### Task to carry out
Pick out the lines below that include the string "NotificationLevel".

### Data
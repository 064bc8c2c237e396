use tracing::info;

use crate::cache::QueryCache;
use crate::config::PreferenceStore;
use crate::session::{canonical_namespace, is_root_namespace, SessionStore};

/// Changes the active namespace.
///
/// Every switch clears the query cache before returning, so nothing fetched
/// in the old namespace can be served, or stored, afterwards.
#[derive(Clone)]
pub struct NamespaceSwitcher {
    store: SessionStore,
    cache: QueryCache,
    prefs: PreferenceStore,
}

impl NamespaceSwitcher {
    pub fn new(store: SessionStore, cache: QueryCache, prefs: PreferenceStore) -> Self {
        Self { store, cache, prefs }
    }

    pub fn current(&self) -> Option<String> {
        self.store.namespace()
    }

    /// Switch to `path`, stored as given. `None`, `""` and `"/"` select root.
    pub fn set_namespace(&self, path: Option<&str>) {
        let stored = path.filter(|p| !p.is_empty()).map(str::to_string);
        self.store.set_namespace(stored);
        self.cache.invalidate_all();

        let persisted = canonical_namespace(path).map(str::to_string);
        self.prefs.update(|p| p.last_namespace = persisted);
        if is_root_namespace(path) {
            info!("Switched to root namespace");
        } else {
            info!(namespace = path.unwrap_or_default(), "Switched namespace");
        }
    }

    /// Re-select the persisted namespace if the session has none.
    pub fn restore(&self) -> Option<String> {
        if !is_root_namespace(self.store.namespace().as_deref()) {
            return self.store.namespace();
        }
        let saved = self.prefs.get().last_namespace?;
        self.store.set_namespace(Some(saved.clone()));
        self.cache.invalidate_all();
        Some(saved)
    }
}
//! Route access gating on session validity.
//!
//! Protected routes require `SessionStore::is_authenticated` (token present
//! and outside the expiry buffer). An unauthenticated visit is redirected to
//! login carrying the requested path in `redirect_to`; an authenticated visit
//! to login goes to `redirect_to` or the landing route.

use std::sync::{Arc, Weak};

use parking_lot::Mutex;
use tracing::{debug, info};

use super::navigator::{strip_query, Location, Navigator};
use crate::session::{SessionStore, SubscriptionId};

#[derive(Debug, Clone, PartialEq, Eq)]
pub struct RouteTable {
    pub login: String,
    /// Where a fresh login lands without a `redirect_to`.
    pub landing: String,
    pub unseal: String,
}

impl Default for RouteTable {
    fn default() -> Self {
        Self {
            login: "/login".to_string(),
            landing: "/dashboard".to_string(),
            unseal: "/unseal".to_string(),
        }
    }
}

impl RouteTable {
    /// Login and unseal (and anything below them) need no session.
    pub fn is_public(&self, path: &str) -> bool {
        let path = strip_query(path);
        [&self.login, &self.unseal].iter().any(|public| {
            path == public.as_str()
                || path
                    .strip_prefix(public.as_str())
                    .is_some_and(|rest| rest.starts_with('/'))
        })
    }

    pub fn is_login(&self, path: &str) -> bool {
        strip_query(path) == self.login
    }

    pub fn is_unseal(&self, path: &str) -> bool {
        strip_query(path) == self.unseal
    }
}

/// Only in-app absolute paths are followed after login.
pub fn is_safe_redirect(target: &str) -> bool {
    target.starts_with('/') && !target.starts_with("//") && !target.contains("://") && !target.contains('\\')
}

#[derive(Debug, Clone, PartialEq, Eq)]
pub enum GuardDecision {
    Allow,
    Redirect(Location),
}

struct GuardInner {
    store: SessionStore,
    navigator: Arc<dyn Navigator>,
    routes: RouteTable,
    subscription: Mutex<Option<SubscriptionId>>,
}

#[derive(Clone)]
pub struct RouteGuard {
    inner: Arc<GuardInner>,
}

impl RouteGuard {
    pub fn new(store: SessionStore, navigator: Arc<dyn Navigator>, routes: RouteTable) -> Self {
        Self {
            inner: Arc::new(GuardInner {
                store,
                navigator,
                routes,
                subscription: Mutex::new(None),
            }),
        }
    }

    pub fn routes(&self) -> &RouteTable {
        &self.inner.routes
    }

    pub fn navigator(&self) -> &Arc<dyn Navigator> {
        &self.inner.navigator
    }

    /// Decide whether `location` may render now.
    pub fn check(&self, location: &Location) -> GuardDecision {
        let routes = &self.inner.routes;
        let path = strip_query(&location.path);
        let authenticated = self.inner.store.is_authenticated();

        if path.is_empty() || path == "/" {
            let target = if authenticated { &routes.landing } else { &routes.login };
            return GuardDecision::Redirect(Location::new(target.clone()));
        }

        if routes.is_login(path) {
            if !authenticated {
                return GuardDecision::Allow;
            }
            return GuardDecision::Redirect(Location::new(self.post_login_target(location.redirect_to.as_deref())));
        }

        if routes.is_public(path) || authenticated {
            return GuardDecision::Allow;
        }

        GuardDecision::Redirect(Location::with_redirect(routes.login.clone(), path))
    }

    pub fn can_render(&self, path: &str) -> bool {
        self.check(&Location::parse(path)) == GuardDecision::Allow
    }

    /// Navigate to `location`, or wherever the guard sends it instead.
    /// Returns where the navigator ended up.
    pub fn navigate(&self, location: &Location) -> Location {
        let target = match self.check(location) {
            GuardDecision::Allow => location.clone(),
            GuardDecision::Redirect(redirect) => {
                debug!(from = %location, to = %redirect, "Route guard redirect");
                redirect
            }
        };
        self.inner.navigator.navigate(&target);
        target
    }

    /// After a successful login: follow `redirect_to` (or the one on the
    /// current location) when it is safe, else land on the default route.
    pub fn complete_login(&self, redirect_to: Option<&str>) -> Location {
        let pending = self.inner.navigator.current().redirect_to;
        let target = Location::new(self.post_login_target(redirect_to.or(pending.as_deref())));
        self.inner.navigator.navigate(&target);
        target
    }

    /// Send the console to login, remembering `from` when it is protected.
    pub fn redirect_to_login(&self, from: &str) -> Location {
        let routes = &self.inner.routes;
        let from = strip_query(from);
        let target = if routes.is_public(from) || from.is_empty() || from == "/" {
            Location::new(routes.login.clone())
        } else {
            Location::with_redirect(routes.login.clone(), from)
        };
        self.inner.navigator.navigate(&target);
        target
    }

    fn post_login_target(&self, redirect_to: Option<&str>) -> String {
        let routes = &self.inner.routes;
        match redirect_to {
            Some(target) if is_safe_redirect(target) && !routes.is_login(target) => target.to_string(),
            Some(target) => {
                debug!(target, "Ignoring unsafe redirect target");
                routes.landing.clone()
            }
            None => routes.landing.clone(),
        }
    }

    // ===== Reactive redirect =====

    /// Watch the session and leave protected routes as soon as it stops
    /// being valid. Idempotent.
    pub fn attach(&self) {
        let mut subscription = self.inner.subscription.lock();
        if subscription.is_some() {
            return;
        }
        let weak: Weak<GuardInner> = Arc::downgrade(&self.inner);
        let id = self.inner.store.subscribe(move |_| {
            if let Some(inner) = weak.upgrade() {
                RouteGuard { inner }.enforce_current();
            }
        });
        *subscription = Some(id);
    }

    pub fn detach(&self) {
        if let Some(id) = self.inner.subscription.lock().take() {
            self.inner.store.unsubscribe(id);
        }
    }

    fn enforce_current(&self) {
        let current = self.inner.navigator.current();
        if self.inner.routes.is_public(&current.path) || self.inner.store.is_authenticated() {
            return;
        }
        if current.path == "/" {
            return;
        }
        info!(path = %current.path, "Session no longer valid, redirecting to login");
        self.redirect_to_login(&current.path);
    }
}

impl Drop for GuardInner {
    fn drop(&mut self) {
        if let Some(id) = self.subscription.get_mut().take() {
            self.store.unsubscribe(id);
        }
    }
}

#[cfg(test)]
mod tests {
    use super::*;
    use crate::routing::HistoryNavigator;
    use crate::session::{NamespacePolicy, TokenMeta};

    fn guard_at(start: &str) -> (SessionStore, Arc<HistoryNavigator>, RouteGuard) {
        let store = SessionStore::new();
        let navigator = Arc::new(HistoryNavigator::new(start));
        let guard = RouteGuard::new(store.clone(), navigator.clone(), RouteTable::default());
        (store, navigator, guard)
    }

    fn login(store: &SessionStore) {
        store.set_authenticated("t1".to_string(), TokenMeta::new("acc", 3600, true, vec![]), None);
    }

    #[test]
    fn test_protected_route_redirects_with_path() {
        let (store, navigator, guard) = guard_at("/");
        let decision = guard.check(&Location::parse("/secrets?tab=kv"));
        assert_eq!(
            decision,
            GuardDecision::Redirect(Location::with_redirect("/login", "/secrets"))
        );
        assert!(!guard.can_render("/secrets"));

        guard.navigate(&Location::new("/secrets"));
        assert_eq!(navigator.current().redirect_to.as_deref(), Some("/secrets"));

        login(&store);
        let landed = guard.complete_login(None);
        assert_eq!(landed.path, "/secrets");
        assert_eq!(navigator.current_path(), "/secrets");
    }

    #[test]
    fn test_login_route_when_authenticated() {
        let (store, _, guard) = guard_at("/");
        login(&store);
        assert_eq!(
            guard.check(&Location::new("/login")),
            GuardDecision::Redirect(Location::new("/dashboard"))
        );
        assert_eq!(
            guard.check(&Location::with_redirect("/login", "/policies")),
            GuardDecision::Redirect(Location::new("/policies"))
        );
        assert_eq!(
            guard.check(&Location::with_redirect("/login", "//evil.example")),
            GuardDecision::Redirect(Location::new("/dashboard"))
        );
    }

    #[test]
    fn test_root_route() {
        let (store, _, guard) = guard_at("/");
        assert_eq!(guard.check(&Location::new("/")), GuardDecision::Redirect(Location::new("/login")));
        login(&store);
        assert_eq!(
            guard.check(&Location::new("/")),
            GuardDecision::Redirect(Location::new("/dashboard"))
        );
    }

    #[test]
    fn test_public_routes() {
        let (_, _, guard) = guard_at("/");
        assert!(guard.can_render("/unseal"));
        assert!(guard.can_render("/login"));
        assert!(!guard.can_render("/unsealed"));
    }

    #[test]
    fn test_expiring_token_is_not_enough() {
        let (store, _, guard) = guard_at("/");
        let mut meta = TokenMeta::new("acc", 3600, true, vec![]);
        meta.expires_at = chrono::Utc::now() + chrono::Duration::minutes(4);
        store.set_authenticated("t1".to_string(), meta, None);
        assert!(!guard.can_render("/secrets"));
    }

    #[test]
    fn test_reactive_redirect_on_logout() {
        let (store, navigator, guard) = guard_at("/policies");
        login(&store);
        guard.attach();
        guard.attach();

        store.clear(NamespacePolicy::Preserve);
        assert_eq!(navigator.current(), Location::with_redirect("/login", "/policies"));
        assert_eq!(navigator.visited().len(), 1);

        guard.detach();
        navigator.navigate(&Location::new("/secrets"));
        store.clear(NamespacePolicy::Preserve);
        assert_eq!(navigator.current_path(), "/secrets");
    }

    #[test]
    fn test_safe_redirects() {
        assert!(is_safe_redirect("/secrets/kv"));
        assert!(!is_safe_redirect("https://evil.example"));
        assert!(!is_safe_redirect("//evil.example"));
        assert!(!is_safe_redirect("secrets"));
    }
}
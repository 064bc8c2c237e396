//! Toast-style notifications raised by background components.

use std::fmt;

use serde::{Deserialize, Serialize};
use tracing::{error, info, warn};

#[derive(Debug, Clone, Copy, PartialEq, Eq, Serialize, Deserialize)]
#[serde(rename_all = "lowercase")]
#[cfg_attr(feature = "ts", derive(ts_rs::TS))]
pub enum NotificationLevel {
    Info,
    Success,
    Warning,
    Error,
}

#[derive(Debug, Clone, PartialEq, Eq, Serialize, Deserialize)]
#[cfg_attr(feature = "ts", derive(ts_rs::TS))]
pub struct Notification {
    pub level: NotificationLevel,
    pub title: String,
    pub message: Option<String>,
}

impl Notification {
    pub fn new(level: NotificationLevel, title: impl Into<String>) -> Self {
        Self {
            level,
            title: title.into(),
            message: None,
        }
    }

    pub fn with_message(mut self, message: impl Into<String>) -> Self {
        self.message = Some(message.into());
        self
    }
}

impl fmt::Display for Notification {
    fn fmt(&self, f: &mut fmt::Formatter<'_>) -> fmt::Result {
        match &self.message {
            Some(message) => write!(f, "{}: {}", self.title, message),
            None => f.write_str(&self.title),
        }
    }
}

/// Displays notifications to whoever is watching.
pub trait Notifier: Send + Sync {
    fn emit(&self, notification: Notification);
}

/// Notifier that writes to the log. The default for headless use.
#[derive(Debug, Default, Clone, Copy)]
pub struct TracingNotifier;

impl Notifier for TracingNotifier {
    fn emit(&self, notification: Notification) {
        match notification.level {
            NotificationLevel::Info | NotificationLevel::Success => info!(%notification, "Notification"),
            NotificationLevel::Warning => warn!(%notification, "Notification"),
            NotificationLevel::Error => error!(%notification, "Notification"),
        }
    }
}
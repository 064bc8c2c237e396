//! Session core for an OpenBao administrative console.
//!
//! This crate owns everything between the login form and the REST API:
//! - `api`: the `ClientFactory` and immutable, (token, namespace)-bound clients
//! - `session`: the observable `SessionStore`
//! - `auth`: login, token renewal and revocation, session persistence
//! - `namespace`: namespace switching and listing
//! - `routing`: the route guard
//! - `health`: the seal status poller
//! - `console`: all of the above wired together

pub mod api;
pub mod auth;
pub mod cache;
pub mod config;
pub mod console;
pub mod health;
pub mod namespace;
pub mod notify;
pub mod routing;
pub mod session;
#[cfg(any(test, feature = "testing"))]
pub mod testing;

pub use api::{ApiClient, ApiError, ClientFactory};
pub use auth::{AuthError, AuthMethod, LifecycleState, PendingAuthRequest, TokenManager};
pub use config::{ConsoleConfig, PreferenceStore, Preferences};
pub use console::{Console, ConsoleBuilder};
pub use routing::{Location, Navigator, RouteGuard};
pub use session::{Session, SessionStore, TokenMeta};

### Solution for this exercise
pub enum NotificationLevel {
    pub level: NotificationLevel,
    pub fn new(level: NotificationLevel, title: impl Into<String>) -> Self {
            NotificationLevel::Info | NotificationLevel::Success => info!(%notification, "Notification"),
            NotificationLevel::Warning => warn!(%notification, "Notification"),
            NotificationLevel::Error => error!(%notification, "Notification"),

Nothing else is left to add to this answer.